Once daily isepamicin treatment in complicated urinary tract infections.
Ključne besede
Povzetek
Isepamicin is a new aminoglycoside, derived from gentamicin B, which is more stable than other aminoglycosides against inactivating enzymes, and is less nephrotoxic. We evaluated the efficacy and safety of a once daily isepamicin in the treatment of complicated urinary tract infections (UTIs), as compared with amikacin. During the period May, 1997, to January, 1998, a total of 52 patients with similar demographic and baseline characteristics were enrolled into a prospective, randomized, open-label, single-center trial at the Veterans General Hospital-Kaohsiung. Eleven patients were excluded for protocol violation. The remaining 41 patients were included in the efficacy analysis.

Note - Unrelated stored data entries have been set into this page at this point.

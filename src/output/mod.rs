//! Output module for the human-readable page report
//!
//! The report goes to any `io::Write` sink; the binary passes stdout.

mod report;

pub use report::{write_content, write_report, write_sentiment};

/// Printed when robots.txt disallows the target
pub const BLOCKED_MESSAGE: &str = "Crawling is blocked by robots.txt";

/// Printed before the page fetch starts
pub const ALLOWED_MESSAGE: &str = "Crawling allowed. Fetching page...";
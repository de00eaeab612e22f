//! Run coordination
//!
//! A run is strictly sequential: robots check, page fetch, extraction,
//! scoring, report. The only branches are the two early exits (robots
//! denial and fetch failure).

use crate::config::Config;
use crate::extract::{extract, ExtractedContent};
use crate::fetcher::{build_http_client, fetch_text};
use crate::output::{write_report, ALLOWED_MESSAGE, BLOCKED_MESSAGE};
use crate::robots::{can_fetch_with, RobotsParser, StandardRobotsParser};
use crate::sentiment::{analyze, LexiconScorer, SentimentReport, SentimentScorer, TextGroups};
use crate::Result;
use reqwest::Client;
use std::io::Write;
use url::Url;

/// Everything a completed run produced
#[derive(Debug, Clone)]
pub struct PageReport {
    pub content: ExtractedContent,
    pub sentiment: SentimentReport,
}

/// How a run ended when it did not fail
#[derive(Debug, Clone)]
pub enum ScanOutcome {
    /// robots.txt disallowed the target; the page was not fetched
    Blocked,
    /// The page was fetched, extracted, scored and reported
    Completed(Box<PageReport>),
}

/// Single-page scanner
///
/// `S` scores the text groups; `P` turns the fetched robots.txt body into
/// rules.
pub struct Scanner<S, P = StandardRobotsParser> {
    client: Client,
    user_agent: String,
    scorer: S,
    robots: P,
}

impl Scanner<LexiconScorer> {
    /// Builds a scanner from configuration, using the bundled lexicon
    pub fn from_config(config: &Config) -> Result<Self> {
        let scorer = LexiconScorer::with_extras(
            config
                .sentiment
                .extras
                .iter()
                .map(|(word, score)| (word.as_str(), *score)),
        );
        Ok(Self::new(
            build_http_client()?,
            config.robots.user_agent.clone(),
            scorer,
        ))
    }
}

impl<S: SentimentScorer> Scanner<S> {
    pub fn new(client: Client, user_agent: impl Into<String>, scorer: S) -> Self {
        Self {
            client,
            user_agent: user_agent.into(),
            scorer,
            robots: StandardRobotsParser,
        }
    }
}

impl<S, P> Scanner<S, P> {
    /// Replaces the robots.txt parser
    pub fn with_robots_parser<Q: RobotsParser>(self, robots: Q) -> Scanner<S, Q> {
        Scanner {
            client: self.client,
            user_agent: self.user_agent,
            scorer: self.scorer,
            robots,
        }
    }
}

impl<S: SentimentScorer, P: RobotsParser> Scanner<S, P> {
    /// Runs the full pipeline against `target`, writing to `out`
    ///
    /// # Returns
    ///
    /// * `Ok(ScanOutcome::Blocked)` - robots.txt disallowed the target
    /// * `Ok(ScanOutcome::Completed(_))` - Report written
    /// * `Err(ScanError::Fetch)` - The page fetch failed; nothing was extracted
    /// * `Err(ScanError::Io)` - Writing to `out` failed
    pub async fn run<W: Write>(&self, target: &Url, out: &mut W) -> Result<ScanOutcome> {
        let allowed = can_fetch_with(&self.client, target, &self.user_agent, |body| {
            self.robots.parse(body)
        })
        .await;
        if !allowed {
            writeln!(out, "{}", BLOCKED_MESSAGE)?;
            return Ok(ScanOutcome::Blocked);
        }

        writeln!(out, "{}", ALLOWED_MESSAGE)?;
        let html = fetch_text(&self.client, target.as_str()).await?;

        let report = self.analyze_page(&html);
        tracing::info!(
            "Extracted {} headings and {} paragraphs from {}",
            report.content.headings().count(),
            report.content.paragraphs.len(),
            target
        );

        write_report(out, &report.content, &report.sentiment)?;
        Ok(ScanOutcome::Completed(Box::new(report)))
    }

    /// Extracts and scores an already-fetched document
    pub fn analyze_page(&self, html: &str) -> PageReport {
        let content = extract(html);
        let sentiment = analyze(&self.scorer, &TextGroups::from_content(&content));
        PageReport { content, sentiment }
    }
}
//! Integration tests for the scanner
//!
//! These tests use wiremock to serve robots.txt and the target page, and
//! run the full pipeline (or the built binary) end-to-end.

use page_pulse::fetcher::build_http_client;
use page_pulse::robots::can_fetch_with;
use page_pulse::sentiment::Label;
use page_pulse::{LexiconScorer, RobotsParser, RobotsRules, ScanError, ScanOutcome, Scanner};
use std::sync::atomic::{AtomicUsize, Ordering};
use std::sync::Arc;
use tokio::io::{AsyncReadExt, AsyncWriteExt};
use tokio::net::TcpListener;
use url::Url;
use wiremock::matchers::{method, path};
use wiremock::{Mock, MockServer, ResponseTemplate};

const SIMPLE_PAGE: &str = "<title>Hi</title><p>Great news today</p>";

fn scanner(user_agent: &str) -> Scanner<LexiconScorer> {
    Scanner::new(
        build_http_client().expect("Failed to build client"),
        user_agent,
        LexiconScorer::new(),
    )
}

fn target(server: &MockServer, page: &str) -> Url {
    Url::parse(&format!("{}{}", server.uri(), page)).expect("Failed to parse target URL")
}

async fn mount_robots(server: &MockServer, status: u16, body: &str) {
    Mock::given(method("GET"))
        .and(path("/robots.txt"))
        .respond_with(ResponseTemplate::new(status).set_body_string(body))
        .expect(1)
        .mount(server)
        .await;
}

async fn mount_page(server: &MockServer, page: &str, status: u16, body: &str, hits: u64) {
    Mock::given(method("GET"))
        .and(path(page))
        .respond_with(
            ResponseTemplate::new(status)
                .set_body_string(body)
                .insert_header("content-type", "text/html"),
        )
        .expect(hits)
        .mount(server)
        .await;
}

fn stdout_of(buf: Vec<u8>) -> String {
    String::from_utf8(buf).expect("Report is not UTF-8")
}

#[tokio::test]
async fn test_disallowed_page_is_not_fetched() {
    let server = MockServer::start().await;
    mount_robots(&server, 200, "User-agent: *\nDisallow: /").await;
    mount_page(&server, "/article", 200, SIMPLE_PAGE, 0).await;

    let mut out = Vec::new();
    let outcome = scanner("*")
        .run(&target(&server, "/article"), &mut out)
        .await
        .expect("Run failed");

    assert!(matches!(outcome, ScanOutcome::Blocked));
    assert_eq!(stdout_of(out), "Crawling is blocked by robots.txt\n");
}

#[tokio::test]
async fn test_robots_server_error_fails_open() {
    let server = MockServer::start().await;
    mount_robots(&server, 500, "internal error").await;
    mount_page(&server, "/", 200, SIMPLE_PAGE, 1).await;

    let mut out = Vec::new();
    let outcome = scanner("*")
        .run(&target(&server, "/"), &mut out)
        .await
        .expect("Run failed");

    assert!(matches!(outcome, ScanOutcome::Completed(_)));
}

#[tokio::test]
async fn test_missing_robots_fails_open() {
    let server = MockServer::start().await;
    mount_robots(&server, 404, "").await;
    mount_page(&server, "/", 200, SIMPLE_PAGE, 1).await;

    let mut out = Vec::new();
    let outcome = scanner("*")
        .run(&target(&server, "/"), &mut out)
        .await
        .expect("Run failed");

    assert!(matches!(outcome, ScanOutcome::Completed(_)));
}

#[tokio::test]
async fn test_unrelated_disallow_allows_target() {
    let server = MockServer::start().await;
    mount_robots(&server, 200, "User-agent: *\nDisallow: /admin").await;
    mount_page(&server, "/news", 200, SIMPLE_PAGE, 1).await;

    let mut out = Vec::new();
    let outcome = scanner("*")
        .run(&target(&server, "/news"), &mut out)
        .await
        .expect("Run failed");

    assert!(matches!(outcome, ScanOutcome::Completed(_)));
}

#[tokio::test]
async fn test_simple_page_report() {
    let server = MockServer::start().await;
    mount_robots(&server, 200, "User-agent: *\nAllow: /").await;
    mount_page(&server, "/", 200, SIMPLE_PAGE, 1).await;

    let mut out = Vec::new();
    let outcome = scanner("*")
        .run(&target(&server, "/"), &mut out)
        .await
        .expect("Run failed");

    let ScanOutcome::Completed(report) = outcome else {
        panic!("expected a completed run");
    };
    assert_eq!(report.content.title, "Hi");
    assert_eq!(report.content.paragraphs, vec!["Great news today"]);
    assert!(report.content.h1.is_empty());
    assert!(report.content.h2.is_empty());
    assert!(report.content.h3.is_empty());
    assert_eq!(report.sentiment.paragraphs.label(), Label::Positive);
    assert_eq!(report.sentiment.title.label(), Label::Neutral);

    let stdout = stdout_of(out);
    assert!(stdout.starts_with("Crawling allowed. Fetching page...\n=== Crawled Data ===\n"));
    assert!(stdout.contains("Title: Hi\n"));
    assert!(stdout.contains("Paragraphs: [\"Great news today\"]\n"));
    assert!(stdout.contains("\n=== Sentiment Analysis ===\n"));
    assert!(stdout.contains(
        "Paragraphs: Positive { score: 3, comparative: 1.0000, calculation: [(\"great\", 3)], \
         tokens: [\"great\", \"news\", \"today\"], words: [\"great\"], \
         positive: [\"great\"], negative: [] }\n"
    ));
    assert!(stdout.contains(
        "Overall page: Positive { score: 3, comparative: 0.7500, calculation: [(\"great\", 3)], \
         tokens: [\"hi\", \"great\", \"news\", \"today\"], words: [\"great\"], \
         positive: [\"great\"], negative: [] }\n"
    ));
}

#[tokio::test]
async fn test_page_not_found_stops_run() {
    let server = MockServer::start().await;
    mount_robots(&server, 200, "User-agent: *\nAllow: /").await;
    mount_page(&server, "/gone", 404, "not here", 1).await;

    let mut out = Vec::new();
    let result = scanner("*").run(&target(&server, "/gone"), &mut out).await;

    match result {
        Err(ScanError::Fetch(err)) => {
            assert_eq!(err.status(), Some(404));
            assert!(err.to_string().contains("404"));
        }
        other => panic!("expected a fetch failure, got {:?}", other),
    }

    let stdout = stdout_of(out);
    assert_eq!(stdout, "Crawling allowed. Fetching page...\n");
    assert!(!stdout.contains("=== Crawled Data ==="));
}

#[tokio::test]
async fn test_named_user_agent_group() {
    let server = MockServer::start().await;
    Mock::given(method("GET"))
        .and(path("/robots.txt"))
        .respond_with(
            ResponseTemplate::new(200).set_body_string("User-agent: PagePulse\nDisallow: /"),
        )
        .expect(2)
        .mount(&server)
        .await;
    mount_page(&server, "/", 200, SIMPLE_PAGE, 1).await;

    let target = target(&server, "/");

    let mut out = Vec::new();
    let outcome = scanner("PagePulse")
        .run(&target, &mut out)
        .await
        .expect("Run failed");
    assert!(matches!(outcome, ScanOutcome::Blocked));

    let mut out = Vec::new();
    let outcome = scanner("*").run(&target, &mut out).await.expect("Run failed");
    assert!(matches!(outcome, ScanOutcome::Completed(_)));
}

struct DenyAll;

impl RobotsRules for DenyAll {
    fn is_allowed(&self, _url: &str, _user_agent: &str) -> bool {
        false
    }
}

#[tokio::test]
async fn test_injected_robots_rules() {
    let server = MockServer::start().await;
    mount_robots(&server, 200, "User-agent: *\nAllow: /").await;

    let client = build_http_client().expect("Failed to build client");
    let allowed = can_fetch_with(&client, &target(&server, "/"), "*", |_| DenyAll).await;
    assert!(!allowed);
}

struct DenyAllParser;

impl RobotsParser for DenyAllParser {
    type Rules = DenyAll;

    fn parse(&self, _body: &str) -> DenyAll {
        DenyAll
    }
}

#[tokio::test]
async fn test_scanner_uses_injected_robots_parser() {
    let server = MockServer::start().await;
    mount_robots(&server, 200, "User-agent: *\nAllow: /").await;
    mount_page(&server, "/", 200, SIMPLE_PAGE, 0).await;

    let mut out = Vec::new();
    let outcome = scanner("*")
        .with_robots_parser(DenyAllParser)
        .run(&target(&server, "/"), &mut out)
        .await
        .expect("Run failed");

    assert!(matches!(outcome, ScanOutcome::Blocked));
    assert_eq!(stdout_of(out), "Crawling is blocked by robots.txt\n");
}

#[tokio::test]
async fn test_injected_rules_not_consulted_on_failure() {
    let server = MockServer::start().await;
    mount_robots(&server, 503, "").await;

    let client = build_http_client().expect("Failed to build client");
    let allowed = can_fetch_with(&client, &target(&server, "/"), "*", |_| DenyAll).await;
    assert!(allowed);
}

/// Serves `SIMPLE_PAGE` for every path except /robots.txt, whose
/// connections are closed without a response
async fn serve_without_robots(listener: TcpListener, page_hits: Arc<AtomicUsize>) {
    while let Ok((mut stream, _)) = listener.accept().await {
        let mut buf = vec![0u8; 4096];
        let mut len = 0;
        while !buf[..len].windows(4).any(|w| w == b"\r\n\r\n") {
            match stream.read(&mut buf[len..]).await {
                Ok(0) | Err(_) => break,
                Ok(n) => len += n,
            }
        }

        let request = String::from_utf8_lossy(&buf[..len]);
        if request.starts_with("GET /robots.txt ") {
            continue;
        }

        page_hits.fetch_add(1, Ordering::SeqCst);
        let response = format!(
            "HTTP/1.1 200 OK\r\ncontent-type: text/html\r\ncontent-length: {}\r\nconnection: close\r\n\r\n{}",
            SIMPLE_PAGE.len(),
            SIMPLE_PAGE
        );
        let _ = stream.write_all(response.as_bytes()).await;
        let _ = stream.shutdown().await;
    }
}

#[tokio::test]
async fn test_robots_connection_closed_fails_open() {
    let listener = TcpListener::bind("127.0.0.1:0")
        .await
        .expect("Failed to bind listener");
    let addr = listener.local_addr().expect("No local address");
    let page_hits = Arc::new(AtomicUsize::new(0));
    tokio::spawn(serve_without_robots(listener, Arc::clone(&page_hits)));

    let target = Url::parse(&format!("http://{}/story", addr)).expect("Failed to parse target URL");
    let mut out = Vec::new();
    let outcome = scanner("*").run(&target, &mut out).await.expect("Run failed");

    let ScanOutcome::Completed(report) = outcome else {
        panic!("expected a completed run");
    };
    assert_eq!(report.content.title, "Hi");
    assert_eq!(page_hits.load(Ordering::SeqCst), 1);
    assert!(stdout_of(out).starts_with("Crawling allowed. Fetching page...\n=== Crawled Data ===\n"));
}

#[tokio::test]
async fn test_binary_without_url_exits_with_usage() {
    let output = tokio::process::Command::new(env!("CARGO_BIN_EXE_page-pulse"))
        .output()
        .await
        .expect("Failed to run binary");

    assert_eq!(output.status.code(), Some(1));
    assert!(output.stdout.is_empty());
    let stderr = String::from_utf8_lossy(&output.stderr);
    assert!(stderr.contains("Please provide a URL to crawl."));
    assert!(stderr.contains("Example: page-pulse https://example.com"));
}

#[tokio::test]
async fn test_binary_reports_status_code() {
    let server = MockServer::start().await;
    mount_robots(&server, 404, "").await;
    mount_page(&server, "/missing", 404, "", 1).await;

    let output = tokio::process::Command::new(env!("CARGO_BIN_EXE_page-pulse"))
        .arg(target(&server, "/missing").as_str())
        .output()
        .await
        .expect("Failed to run binary");

    assert_eq!(output.status.code(), Some(1));
    let stderr = String::from_utf8_lossy(&output.stderr);
    assert!(stderr.contains("Failed to fetch page: Request failed with status code 404"));
    assert!(stderr.contains("Status code: 404"));

    let stdout = String::from_utf8_lossy(&output.stdout);
    assert!(!stdout.contains("=== Crawled Data ==="));
}

#[tokio::test]
async fn test_binary_blocked_run_succeeds() {
    let server = MockServer::start().await;
    mount_robots(&server, 200, "User-agent: *\nDisallow: /").await;
    mount_page(&server, "/", 200, SIMPLE_PAGE, 0).await;

    let output = tokio::process::Command::new(env!("CARGO_BIN_EXE_page-pulse"))
        .arg(target(&server, "/").as_str())
        .output()
        .await
        .expect("Failed to run binary");

    assert_eq!(output.status.code(), Some(0));
    let stdout = String::from_utf8_lossy(&output.stdout);
    assert_eq!(stdout, "Crawling is blocked by robots.txt\n");
}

Study subjects included 16 men and 25 women, with a mean age of 57.9 (range 18-95) years. Clinical improvement was noted in 100% of patients in both the isepamicin and amikacin group. No statistically significant difference was observed between the 2 groups in regard to the rapidity of defervescence, relief of dysuria and urinary frequency, and clearance of bacteriuria and pyuria. Bacteriological cure rates were 89.4% for the isepamicin group and 100% for the amikacin group. Fifteen of 25 subjects who received isepamicin and 16 of 27 subjects who received amikacin had an adverse effect, all of which were considered to be mild except for one in the amikacin group, who had an adverse event of moderate severity (vomiting). Seven (3 isepamicin and 4 amikacin) adverse events were considered probably or possibly related to the study drug, which included eosinophilia (2 isepamicin), liver function impairment (1 isepamicin, 2 amikacin), renal function impairment (1 amikacin) and flushed face (1 amikacin). However, none of the patients had a life-threatening or severe adverse event that required discontinuation of the drug. These results show that once daily administration of isepamicin is as effective and safe as amikacin in treatment of complicated UTIs.